_AIM OF THE TASK_
Copy, word for word, each line of the data below from the first through the line containing "f.write_str(self.as_str())", and stop there.

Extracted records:
Content starts

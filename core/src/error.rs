//! Parse errors.

use std::fmt;

use serde::Serialize;

use crate::validate::SchemaError;

/// Category of a parse failure.
#[derive(Debug, Clone, Copy, PartialEq, Eq, Hash, Serialize)]
#[serde(rename_all = "snake_case")]
pub enum ErrorKind {
    UnknownFlag,
    MissingValue,
    InvalidValue,
    UnexpectedPositional,
    RequiredMissing,
    UnknownCommand,
    CommandRequired,
    DuplicateDefinition,
    InvalidDefinition,
    /// Not a failure: the message holds the rendered help text.
    HelpRequested,
}

impl ErrorKind {
    pub fn as_str(self) -> &'static str {
        match self {
            Self::UnknownFlag => "unknown_flag",
            Self::MissingValue => "missing_value",
            Self::InvalidValue => "invalid_value",
            Self::UnexpectedPositional => "unexpected_positional",
            Self::RequiredMissing => "required_missing",
            Self::UnknownCommand => "unknown_command",
            Self::CommandRequired => "command_required",
            Self::DuplicateDefinition => "duplicate_definition",
            Self::InvalidDefinition => "invalid_definition",
            Self::HelpRequested => "help_requested",
        }
    }
}

impl fmt::Display for ErrorKind {
    fn fmt(&self, f: &mut fmt::Formatter<'_>) -> fmt::Result {
        f.write_str(self.as_str())
    }
}

/// A parse failure or a help request.
///
/// # Examples
///
/// ```
/// use flagtree_core::{Command, ErrorKind, OptionParser, OptionSpec};
///
/// let root = Command::new("prog").with_option(OptionSpec::flag(Some('v'), Some("verbose")));
/// let mut parser = OptionParser::new(root).unwrap();
///
/// let err = parser.parse(["--nope"]).unwrap_err();
/// assert_eq!(err.kind, ErrorKind::UnknownFlag);
/// assert_eq!(err.to_string(), "unknown flag `nope'");
///
/// let help = parser.parse(["--help"]).unwrap_err();
/// assert!(help.is_help());
/// assert!(help.message.starts_with("Usage:"));
/// ```
#[derive(Debug, Clone, PartialEq, Eq, thiserror::Error)]
#[error("{message}")]
pub struct Error {
    pub kind: ErrorKind,
    pub message: String,
}

impl Error {
    pub fn new(kind: ErrorKind, message: impl Into<String>) -> Self {
        Self {
            kind,
            message: message.into(),
        }
    }

    /// Whether this is a help request rather than a failure.
    pub fn is_help(&self) -> bool {
        self.kind == ErrorKind::HelpRequested
    }
}

impl From<SchemaError> for Error {
    fn from(err: SchemaError) -> Self {
        Self::new(err.kind(), err.to_string())
    }
}

pub type Result<T> = std::result::Result<T, Error>;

Content ends

_FINISHED EXERCISE_
filename core/src/error.rs
//! Parse errors.

use std::fmt;

use serde::Serialize;

use crate::validate::SchemaError;

/// Category of a parse failure.
#[derive(Debug, Clone, Copy, PartialEq, Eq, Hash, Serialize)]
#[serde(rename_all = "snake_case")]
pub enum ErrorKind {
    UnknownFlag,
    MissingValue,
    InvalidValue,
    UnexpectedPositional,
    RequiredMissing,
    UnknownCommand,
    CommandRequired,
    DuplicateDefinition,
    InvalidDefinition,
    /// Not a failure: the message holds the rendered help text.
    HelpRequested,
}

impl ErrorKind {
    pub fn as_str(self) -> &'static str {
        match self {
            Self::UnknownFlag => "unknown_flag",
            Self::MissingValue => "missing_value",
            Self::InvalidValue => "invalid_value",
            Self::UnexpectedPositional => "unexpected_positional",
            Self::RequiredMissing => "required_missing",
            Self::UnknownCommand => "unknown_command",
            Self::CommandRequired => "command_required",
            Self::DuplicateDefinition => "duplicate_definition",
            Self::InvalidDefinition => "invalid_definition",
            Self::HelpRequested => "help_requested",
        }
    }
}

impl fmt::Display for ErrorKind {
    fn fmt(&self, f: &mut fmt::Formatter<'_>) -> fmt::Result {
        f.write_str(self.as_str())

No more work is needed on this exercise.